Aim of the task:
The lines from the start of the data through the line containing "the remaining workers." are to be reproduced exactly, both ends included.

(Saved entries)
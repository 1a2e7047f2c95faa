//! Events: types and broadcast bus.
//!
//! This module groups the event **data model** and the **bus** used to
//! publish/subscribe to events emitted by the runner, consumer, worker pool,
//! pipeline stages and timed sends.
//!
//! ## Contents
//! - [`EventKind`], [`Event`] event classification and payload metadata
//! - [`Bus`] thin wrapper over `tokio::sync::broadcast`
//!
//! ## Quick reference
//! - **Publishers**: every operation on [`Flow`](crate::Flow) and the tasks it spawns.
//! - **Consumers**: the listener spawned by
//!   [`FlowBuilder::build`](crate::FlowBuilder::build) (fans out to `SubscriberSet`),
//!   or any receiver obtained from [`Bus::subscribe`].

mod bus;
mod event;

pub use bus::Bus;
pub use event::{Event, EventKind};
//! # Pipeline stages and fan-out/fan-in.
//!
//! Every stream endpoint is an [`Outlet`]: the receiving half of a channel plus
//! a fault cell shared by the whole chain. A producer that stops early (its
//! context ended, its callback panicked) records why **before** closing its
//! output, so the consumer always learns that the stream was cut short.
//!
//! ## Stage
//! ```text
//! input outlet ──► [stage task: recv → f(v) → send] ──► output outlet (same fault cell)
//!                        │
//!                        ├─ input exhausted        ─► close
//!                        ├─ ctx done               ─► record ctx reason, close
//!                        ├─ f panicked             ─► record Panicked, close
//!                        └─ downstream gone        ─► close
//!                                  └─► StageClosed
//! ```
//! Chained stages preserve element order end-to-end.
//!
//! ## Fan-out / fan-in
//! ```text
//!                          ┌──► worker 1 ──┐
//! input outlet (shared) ───┼──► worker 2 ──┼──► output outlet (shared sink)
//!   (load-balanced)        └──► worker W ──┘
//!                                  │
//!            closer task: join all workers ─► drop(tx) ─► FanInClosed
//! ```
//! - Items are load-balanced, never duplicated; there is no cross-worker ordering.
//! - Workers check the context while waiting for input and on every send; on
//!   cancellation they exit and abandon unconsumed input.
//! - A panicking transform is recorded and stops the remaining workers.
//! - Only the closer task closes the output, after every worker exited.
//! - `W == 0` returns an already closed, empty output (recorded as
//!   `InvalidConfiguration`) and starts nothing.

use std::sync::Arc;

use async_trait::async_trait;
use tokio::sync::{Mutex, mpsc};
use tokio::task::JoinSet;

use crate::context::{CancelHandle, Context};
use crate::core::consumer::JobSource;
use crate::core::fault::{contain_sync, join_failure};
use crate::error::{BatchError, ContextError, FlowError};
use crate::events::{Bus, Event, EventKind};

const FAN_OUT_SCOPE: &str = "fan_out";

/// First reason a chain of producers stopped early. Later records are ignored.
#[derive(Clone, Default)]
pub(crate) struct Fault(Arc<parking_lot::Mutex<Option<FlowError>>>);

impl Fault {
    fn record(&self, err: FlowError) {
        let mut slot = self.0.lock();
        if slot.is_none() {
            *slot = Some(err);
        }
    }

    fn take(&self) -> Option<FlowError> {
        self.0.lock().take()
    }

    fn is_set(&self) -> bool {
        self.0.lock().is_some()
    }
}

fn stop_reason(ctx: &Context) -> FlowError {
    ctx.err().unwrap_or(ContextError::Cancelled).into()
}

/// # Receiving end of a stage, fan-out or source.
///
/// Yields items like an `mpsc::Receiver`. Once [`recv`](Outlet::recv) returns
/// `None`, [`take_error`](Outlet::take_error) tells whether the stream ended
/// normally or was cut short; [`collect`](Outlet::collect) does both.
///
/// Any `mpsc::Receiver<T>` converts into an outlet with no recorded fault.
pub struct Outlet<T> {
    rx: mpsc::Receiver<T>,
    fault: Fault,
}

impl<T> Outlet<T> {
    fn new(rx: mpsc::Receiver<T>, fault: Fault) -> Self {
        Self { rx, fault }
    }

    /// Receives the next item; `None` once every producer has exited.
    pub async fn recv(&mut self) -> Option<T> {
        self.rx.recv().await
    }

    /// Returns why the stream was cut short, if it was.
    ///
    /// Meaningful after [`recv`](Self::recv) returned `None`. The error is
    /// handed out once.
    pub fn take_error(&mut self) -> Option<FlowError> {
        self.fault.take()
    }

    /// True once some producer of this stream recorded an early stop.
    pub fn is_faulted(&self) -> bool {
        self.fault.is_set()
    }

    /// Drains the stream.
    ///
    /// Returns every item if the stream completed, otherwise the items
    /// received so far together with the reason it was cut short.
    pub async fn collect(mut self) -> Result<Vec<T>, BatchError<T>> {
        let mut results = Vec::new();
        while let Some(v) = self.rx.recv().await {
            results.push(v);
        }
        self.finish(results)
    }

    fn finish(&mut self, results: Vec<T>) -> Result<Vec<T>, BatchError<T>> {
        match self.take_error() {
            Some(error) => Err(BatchError { results, error }),
            None => Ok(results),
        }
    }

    /// Returns the underlying receiver; early-stop reasons are no longer observable.
    pub fn into_receiver(self) -> mpsc::Receiver<T> {
        self.rx
    }
}

impl<T> From<mpsc::Receiver<T>> for Outlet<T> {
    fn from(rx: mpsc::Receiver<T>) -> Self {
        Self::new(rx, Fault::default())
    }
}

impl<T> std::fmt::Debug for Outlet<T> {
    fn fmt(&self, f: &mut std::fmt::Formatter<'_>) -> std::fmt::Result {
        f.debug_struct("Outlet")
            .field("faulted", &self.is_faulted())
            .finish_non_exhaustive()
    }
}

#[async_trait]
impl<T: Send> JobSource<T> for Outlet<T> {
    async fn next_job(&mut self) -> Option<T> {
        self.recv().await
    }

    fn close_reason(&mut self) -> Option<FlowError> {
        self.take_error()
    }
}

enum Next<T> {
    Item(T),
    Exhausted,
    Stopped,
}

async fn next_or_stop<T>(ctx: &Context, input: &mut Outlet<T>) -> Next<T> {
    tokio::select! {
        biased;
        _ = ctx.done() => Next::Stopped,
        v = input.recv() => v.map_or(Next::Exhausted, Next::Item),
    }
}

enum Sent {
    Delivered,
    Closed,
    Stopped,
}

async fn send_or_stop<U>(ctx: &Context, tx: &mpsc::Sender<U>, value: U) -> Sent {
    tokio::select! {
        biased;
        _ = ctx.done() => Sent::Stopped,
        sent = tx.send(value) => if sent.is_ok() { Sent::Delivered } else { Sent::Closed },
    }
}

/// Spawns one stage applying `f` to every element of `input`.
pub(crate) fn stage<T, U, F>(
    ctx: &Context,
    mut input: Outlet<T>,
    f: F,
    name: Arc<str>,
    capacity: usize,
    bus: &Bus,
) -> Outlet<U>
where
    T: Send + 'static,
    U: Send + 'static,
    F: Fn(T) -> U + Send + 'static,
{
    let (tx, rx) = mpsc::channel::<U>(capacity);
    let fault = input.fault.clone();
    let output = Outlet::new(rx, fault.clone());
    let ctx = ctx.clone();
    let bus = bus.clone();

    tokio::spawn(async move {
        let mut forwarded: u64 = 0;
        loop {
            let value = match next_or_stop(&ctx, &mut input).await {
                Next::Item(v) => v,
                Next::Exhausted => break,
                Next::Stopped => {
                    fault.record(stop_reason(&ctx));
                    break;
                }
            };

            let out = match contain_sync(|| f(value)) {
                Ok(out) => out,
                Err(panicked) => {
                    tracing::error!(stage = %name, error = %panicked, "stage transform panicked");
                    bus.publish(Event::callback_panicked("stage", panicked.to_string()));
                    fault.record(panicked);
                    break;
                }
            };

            match send_or_stop(&ctx, &tx, out).await {
                Sent::Delivered => forwarded += 1,
                Sent::Closed => break,
                Sent::Stopped => {
                    fault.record(stop_reason(&ctx));
                    break;
                }
            }
        }
        drop(tx);
        bus.publish(
            Event::new(EventKind::StageClosed)
                .with_scope(name)
                .with_count(forwarded),
        );
    });

    output
}

/// Starts `workers` tasks that share `input` and merge `f(v)` into one output.
pub(crate) fn fan_out<T, U, F>(
    ctx: &Context,
    input: Outlet<T>,
    workers: usize,
    f: F,
    capacity: usize,
    bus: &Bus,
) -> Outlet<U>
where
    T: Send + 'static,
    U: Send + 'static,
    F: Fn(T) -> U + Send + Sync + 'static,
{
    let (tx, rx) = mpsc::channel::<U>(capacity);
    let fault = input.fault.clone();
    let output = Outlet::new(rx, fault.clone());
    if workers == 0 {
        fault.record(FlowError::InvalidConfiguration {
            reason: "worker count must be positive".to_string(),
        });
        return output;
    }

    // Internal stop signal: a panicking worker halts its peers without touching the caller's context.
    let (batch, stop) = ctx.with_cancel();
    let input = Arc::new(Mutex::new(input));
    let f = Arc::new(f);
    let mut set = JoinSet::new();
    for _ in 0..workers {
        set.spawn(fan_worker(FanWorker {
            ctx: batch.clone(),
            input: Arc::clone(&input),
            f: Arc::clone(&f),
            out: tx.clone(),
            stop: stop.clone(),
            fault: fault.clone(),
            bus: bus.clone(),
        }));
    }

    let bus = bus.clone();
    tokio::spawn(async move {
        while let Some(joined) = set.join_next().await {
            if let Err(e) = joined {
                let failure = join_failure(e);
                tracing::error!(error = %failure, "fan-out worker failed");
                fault.record(failure);
            }
        }
        stop.cancel();
        drop(tx);
        bus.publish(
            Event::new(EventKind::FanInClosed)
                .with_scope(FAN_OUT_SCOPE)
                .with_workers(workers),
        );
    });

    output
}

struct FanWorker<T, U, F> {
    ctx: Context,
    input: Arc<Mutex<Outlet<T>>>,
    f: Arc<F>,
    out: mpsc::Sender<U>,
    stop: CancelHandle,
    fault: Fault,
    bus: Bus,
}

async fn fan_worker<T, U, F>(w: FanWorker<T, U, F>)
where
    F: Fn(T) -> U,
{
    loop {
        let next = {
            let mut input = w.input.lock().await;
            next_or_stop(&w.ctx, &mut input).await
        };
        let value = match next {
            Next::Item(v) => v,
            Next::Exhausted => return,
            Next::Stopped => {
                w.fault.record(stop_reason(&w.ctx));
                return;
            }
        };

        let result = match contain_sync(|| (*w.f)(value)) {
            Ok(result) => result,
            Err(panicked) => {
                tracing::error!(error = %panicked, "fan-out transform panicked");
                w.bus
                    .publish(Event::callback_panicked(FAN_OUT_SCOPE, panicked.to_string()));
                w.fault.record(panicked);
                w.stop.cancel();
                return;
            }
        };

        match send_or_stop(&w.ctx, &w.out, result).await {
            Sent::Delivered => {}
            Sent::Closed => return,
            Sent::Stopped => {
                w.fault.record(stop_reason(&w.ctx));
                return;
            }
        }
    }
}

/// # Chain of pipeline stages.
///
/// Each [`then`](Pipeline::then) spawns a stage reading the previous stage's
/// output. The final outlet yields transformed elements in input order.
///
/// # Example
/// ```
/// use ctxflow::{Config, Context, Flow};
///
/// # #[tokio::main(flavor = "current_thread")]
/// # async fn main() {
/// let flow = Flow::new(Config::default());
/// let ctx = Context::background();
/// let input = flow.source(&ctx, vec![1, 2, 3]);
///
/// let out = flow
///     .pipeline(&ctx, input)
///     .then(|x: i32| x * 2)
///     .then(|x: i32| x + 1)
///     .collect()
///     .await
///     .unwrap();
/// assert_eq!(out, vec![3, 5, 7]);
/// # }
/// ```
pub struct Pipeline<T> {
    ctx: Context,
    outlet: Outlet<T>,
    capacity: usize,
    bus: Bus,
    depth: usize,
}

impl<T: Send + 'static> Pipeline<T> {
    pub(crate) fn new(ctx: &Context, outlet: Outlet<T>, capacity: usize, bus: &Bus) -> Self {
        Self {
            ctx: ctx.clone(),
            outlet,
            capacity,
            bus: bus.clone(),
            depth: 0,
        }
    }

    /// Appends a stage applying `f`.
    pub fn then<U, F>(self, f: F) -> Pipeline<U>
    where
        U: Send + 'static,
        F: Fn(T) -> U + Send + 'static,
    {
        let depth = self.depth + 1;
        let name: Arc<str> = format!("stage-{depth}").into();
        let outlet = stage(&self.ctx, self.outlet, f, name, self.capacity, &self.bus);
        Pipeline {
            ctx: self.ctx,
            outlet,
            capacity: self.capacity,
            bus: self.bus,
            depth,
        }
    }

    /// Number of stages appended so far.
    pub fn depth(&self) -> usize {
        self.depth
    }

    /// Returns the outlet of the last stage.
    pub fn into_outlet(self) -> Outlet<T> {
        self.outlet
    }

    /// Drains the last stage until it closes or the pipeline's context ends.
    ///
    /// A pipeline cut short (cancellation, deadline, panicking stage) returns
    /// the items received so far inside the error.
    pub async fn collect(mut self) -> Result<Vec<T>, BatchError<T>> {
        let mut results = Vec::new();
        loop {
            match next_or_stop(&self.ctx, &mut self.outlet).await {
                Next::Item(v) => results.push(v),
                Next::Exhausted => break,
                Next::Stopped => {
                    self.outlet.fault.record(stop_reason(&self.ctx));
                    break;
                }
            }
        }
        self.outlet.finish(results)
    }
}

/// Spawns a producer that sends `items` in order, then closes.
pub(crate) fn source<T, I>(ctx: &Context, items: I, capacity: usize) -> Outlet<T>
where
    T: Send + 'static,
    I: IntoIterator<Item = T> + Send + 'static,
    I::IntoIter: Send,
{
    let (tx, rx) = mpsc::channel::<T>(capacity);
    let fault = Fault::default();
    let output = Outlet::new(rx, fault.clone());
    let ctx = ctx.clone();
    tokio::spawn(async move {
        for item in items {
            match send_or_stop(&ctx, &tx, item).await {
                Sent::Delivered => {}
                Sent::Closed => return,
                Sent::Stopped => {
                    fault.record(stop_reason(&ctx));
                    return;
                }
            }
        }
    });
    output
}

Answer to this exercise:
repository 1a2e7047f2c95faa
//! Events: types and broadcast bus.
//!
//! This module groups the event **data model** and the **bus** used to
//! publish/subscribe to events emitted by the runner, consumer, worker pool,
//! pipeline stages and timed sends.
//!
//! ## Contents
//! - [`EventKind`], [`Event`] event classification and payload metadata
//! - [`Bus`] thin wrapper over `tokio::sync::broadcast`
//!
//! ## Quick reference
//! - **Publishers**: every operation on [`Flow`](crate::Flow) and the tasks it spawns.
//! - **Consumers**: the listener spawned by
//!   [`FlowBuilder::build`](crate::FlowBuilder::build) (fans out to `SubscriberSet`),
//!   or any receiver obtained from [`Bus::subscribe`].

mod bus;
mod event;

pub use bus::Bus;
pub use event::{Event, EventKind};
//! # Pipeline stages and fan-out/fan-in.
//!
//! Every stream endpoint is an [`Outlet`]: the receiving half of a channel plus
//! a fault cell shared by the whole chain. A producer that stops early (its
//! context ended, its callback panicked) records why **before** closing its
//! output, so the consumer always learns that the stream was cut short.
//!
//! ## Stage
//! ```text
//! input outlet ──► [stage task: recv → f(v) → send] ──► output outlet (same fault cell)
//!                        │
//!                        ├─ input exhausted        ─► close
//!                        ├─ ctx done               ─► record ctx reason, close
//!                        ├─ f panicked             ─► record Panicked, close
//!                        └─ downstream gone        ─► close
//!                                  └─► StageClosed
//! ```
//! Chained stages preserve element order end-to-end.
//!
//! ## Fan-out / fan-in
//! ```text
//!                          ┌──► worker 1 ──┐
//! input outlet (shared) ───┼──► worker 2 ──┼──► output outlet (shared sink)
//!   (load-balanced)        └──► worker W ──┘
//!                                  │
//!            closer task: join all workers ─► drop(tx) ─► FanInClosed
//! ```
//! - Items are load-balanced, never duplicated; there is no cross-worker ordering.
//! - Workers check the context while waiting for input and on every send; on
//!   cancellation they exit and abandon unconsumed input.
//! - A panicking transform is recorded and stops the remaining workers.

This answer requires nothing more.